Required action
All lines holding the word "loop" should be located in the records and copied.

▬▬▬▬▬▬

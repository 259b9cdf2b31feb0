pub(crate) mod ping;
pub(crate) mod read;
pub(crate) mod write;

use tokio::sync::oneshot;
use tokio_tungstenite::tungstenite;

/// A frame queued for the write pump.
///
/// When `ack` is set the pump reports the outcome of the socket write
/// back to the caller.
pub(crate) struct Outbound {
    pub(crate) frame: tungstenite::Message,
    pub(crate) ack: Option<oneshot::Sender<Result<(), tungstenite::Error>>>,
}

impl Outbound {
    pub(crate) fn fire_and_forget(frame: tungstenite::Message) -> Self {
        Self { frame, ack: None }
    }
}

▬▬▬▬▬▬

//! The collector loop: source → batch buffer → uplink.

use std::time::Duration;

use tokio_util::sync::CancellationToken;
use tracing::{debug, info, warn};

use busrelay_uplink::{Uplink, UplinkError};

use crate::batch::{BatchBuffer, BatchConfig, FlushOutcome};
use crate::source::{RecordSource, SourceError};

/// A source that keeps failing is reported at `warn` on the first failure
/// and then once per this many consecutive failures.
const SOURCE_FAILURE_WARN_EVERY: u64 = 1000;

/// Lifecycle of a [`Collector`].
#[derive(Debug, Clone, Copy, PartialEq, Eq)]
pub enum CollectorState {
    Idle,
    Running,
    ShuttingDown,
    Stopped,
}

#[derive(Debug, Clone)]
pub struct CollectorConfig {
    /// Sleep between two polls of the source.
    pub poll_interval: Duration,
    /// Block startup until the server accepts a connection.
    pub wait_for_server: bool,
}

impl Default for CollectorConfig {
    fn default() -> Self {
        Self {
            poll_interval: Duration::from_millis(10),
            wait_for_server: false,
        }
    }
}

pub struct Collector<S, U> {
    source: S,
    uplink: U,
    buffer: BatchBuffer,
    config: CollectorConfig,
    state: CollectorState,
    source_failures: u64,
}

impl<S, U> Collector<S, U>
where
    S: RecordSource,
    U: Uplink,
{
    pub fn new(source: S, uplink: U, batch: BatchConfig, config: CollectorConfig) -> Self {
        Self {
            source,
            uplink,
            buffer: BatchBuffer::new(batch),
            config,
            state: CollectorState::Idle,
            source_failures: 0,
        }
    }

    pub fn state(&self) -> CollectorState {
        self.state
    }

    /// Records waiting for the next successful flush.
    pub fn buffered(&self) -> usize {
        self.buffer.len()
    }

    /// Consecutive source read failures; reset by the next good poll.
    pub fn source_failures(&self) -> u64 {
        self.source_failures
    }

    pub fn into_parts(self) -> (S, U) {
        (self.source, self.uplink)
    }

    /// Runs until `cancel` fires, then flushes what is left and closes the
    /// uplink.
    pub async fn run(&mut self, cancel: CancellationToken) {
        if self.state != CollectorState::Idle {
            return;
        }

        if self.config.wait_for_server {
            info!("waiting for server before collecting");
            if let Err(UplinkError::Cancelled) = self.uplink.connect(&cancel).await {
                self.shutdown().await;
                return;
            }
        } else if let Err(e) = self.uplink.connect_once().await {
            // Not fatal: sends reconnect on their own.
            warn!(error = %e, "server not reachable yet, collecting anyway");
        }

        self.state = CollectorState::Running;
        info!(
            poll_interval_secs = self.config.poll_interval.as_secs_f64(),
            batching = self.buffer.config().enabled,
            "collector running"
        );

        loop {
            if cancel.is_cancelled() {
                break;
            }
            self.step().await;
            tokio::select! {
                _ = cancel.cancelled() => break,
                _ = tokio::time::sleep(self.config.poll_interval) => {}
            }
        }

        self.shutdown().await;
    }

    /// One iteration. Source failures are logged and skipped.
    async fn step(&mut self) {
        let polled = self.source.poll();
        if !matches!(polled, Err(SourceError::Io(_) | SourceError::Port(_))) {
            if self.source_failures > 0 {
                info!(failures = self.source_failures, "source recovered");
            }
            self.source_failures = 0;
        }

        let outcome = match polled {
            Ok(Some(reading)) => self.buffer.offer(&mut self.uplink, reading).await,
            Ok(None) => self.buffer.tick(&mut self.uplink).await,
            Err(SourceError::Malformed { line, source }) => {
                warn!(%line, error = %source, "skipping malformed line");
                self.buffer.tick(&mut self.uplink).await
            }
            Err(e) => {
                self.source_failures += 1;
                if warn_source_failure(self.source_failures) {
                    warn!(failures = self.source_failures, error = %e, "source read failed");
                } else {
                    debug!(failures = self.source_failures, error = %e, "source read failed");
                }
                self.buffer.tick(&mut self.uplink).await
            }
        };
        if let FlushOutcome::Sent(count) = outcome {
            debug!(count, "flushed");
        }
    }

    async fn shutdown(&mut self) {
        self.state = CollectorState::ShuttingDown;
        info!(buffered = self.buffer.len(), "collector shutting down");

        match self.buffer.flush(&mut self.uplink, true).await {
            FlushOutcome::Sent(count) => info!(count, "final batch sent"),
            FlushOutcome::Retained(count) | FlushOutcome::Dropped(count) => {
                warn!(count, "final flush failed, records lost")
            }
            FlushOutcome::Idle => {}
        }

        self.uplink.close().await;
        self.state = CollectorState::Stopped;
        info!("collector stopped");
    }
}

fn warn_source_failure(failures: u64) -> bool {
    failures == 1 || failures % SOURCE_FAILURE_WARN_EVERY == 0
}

▬▬▬▬▬▬

Exercise solution
//! The collector loop: source → batch buffer → uplink.
        loop {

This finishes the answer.